This problem looks simple but is actually surprisingly hard to get right. Hence, the rather long solution. This particular problem has been studied a lot and algorithms can be found on the web, but of course I had to do it the hard way and come up with my own implementation. This means that while it works correctly for the data I've tried it with, it may be inefficient and may still contain bugs. I think it'd be fair to say that its a rather "naive" solution, in the CS sense of the word.
(It doesn't help that while researching for this solution, I found that I'm way out of touch with current computer science terminology (I haven't really been into CS for over twenty years). I picked up the term "maximal common subgraph" to describe what I was searching for, but now it seems that's actually something subtly different. Ah well, as I said I gave up trying to use an established algorithm and rolled my own anyway.)
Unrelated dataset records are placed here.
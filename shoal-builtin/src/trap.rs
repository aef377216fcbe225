// This file is part of shoal, an interactive POSIX-style shell.
// Copyright (C) 2026 the shoal developers
//
// This program is free software: you can redistribute it and/or modify
// it under the terms of the GNU General Public License as published by
// the Free Software Foundation, either version 3 of the License, or
// (at your option) any later version.
//
// This program is distributed in the hope that it will be useful,
// but WITHOUT ANY WARRANTY; without even the implied warranty of
// MERCHANTABILITY or FITNESS FOR A PARTICULAR PURPOSE.  See the
// GNU General Public License for more details.
//
// You should have received a copy of the GNU General Public License
// along with this program.  If not, see <https://www.gnu.org/licenses/>.

//! The `trap` built-in

use crate::common::{builtin_error, builtin_failure, output};
use itertools::Itertools;
use shoal_env::builtin::Result;
use shoal_env::semantics::{ExitStatus, Field};
use shoal_env::signal;
use shoal_env::trap::{Action, Condition};
use shoal_env::Env;
use shoal_quote::quoted;

pub fn main(env: &mut Env, args: Vec<Field>) -> Result {
    if args.is_empty() || args[0].value == "-p" {
        let listing = env
            .traps
            .iter()
            .into_iter()
            .map(|(condition, state)| {
                let action = match &state.action {
                    Action::Default => "-".to_string(),
                    Action::Ignore => String::new(),
                    Action::Command(command) => command.to_string(),
                };
                format!("trap -- {} {condition}\n", quoted(&action))
            })
            .format("")
            .to_string();
        return output(env, &listing);
    }

    if args[0].value == "-l" {
        let listing = signal::iterator()
            .map(|sig| format!("{}) {}\n", sig as i32, signal::short_name(sig)))
            .format("")
            .to_string();
        return output(env, &listing);
    }

    let mut operands = &args[..];
    if operands[0].value == "--" {
        operands = &operands[1..];
    }
    if operands.len() < 2 {
        return builtin_error(env, "trap", format_args!("missing operands"));
    }

    // The first operand is the action unless it parses as a condition and
    // is the only operand style POSIX allows for resetting.
    let action_word = &operands[0];
    let action = match action_word.value.as_str() {
        "-" => Action::Default,
        "" => Action::Ignore,
        command => Action::Command(command.into()),
    };

    for condition in &operands[1..] {
        let condition: Condition = match condition.value.parse() {
            Ok(condition) => condition,
            Err(error) => {
                return builtin_error(env, "trap", format_args!("{error}"));
            }
        };
        let result = env.traps.set_action(
            &mut *env.system,
            condition,
            action.clone(),
            action_word.origin.clone(),
        );
        if let Err(error) = result {
            return builtin_failure(env, "trap", format_args!("{error}"));
        }
    }
    Result::new(ExitStatus::SUCCESS)
}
The problem has a set of EIDs (CS-speak: vertices) that each have two nodes; nodes shared between EIDs form a direct connection (edge) between them, and the object is to find bunches (CS-speak: not cliques, probably not maximal common subgraphs, possibly transitive closures) of EIDs that have direct and indirect connections.
To make the solution tractable, I split the process into steps:
- find the list of connections (where each connection is either a list of two or more EIDs connected through a shared node, or else a single, unconnected, EID)
- build a dictionary of connections where the keys are EIDs and the values are lists of EIDs that they appear in direct connections with (through one or more nodes) -- note that some of the value lists at this point may already be the bunch of that EID, while most are just subsets of such bunches.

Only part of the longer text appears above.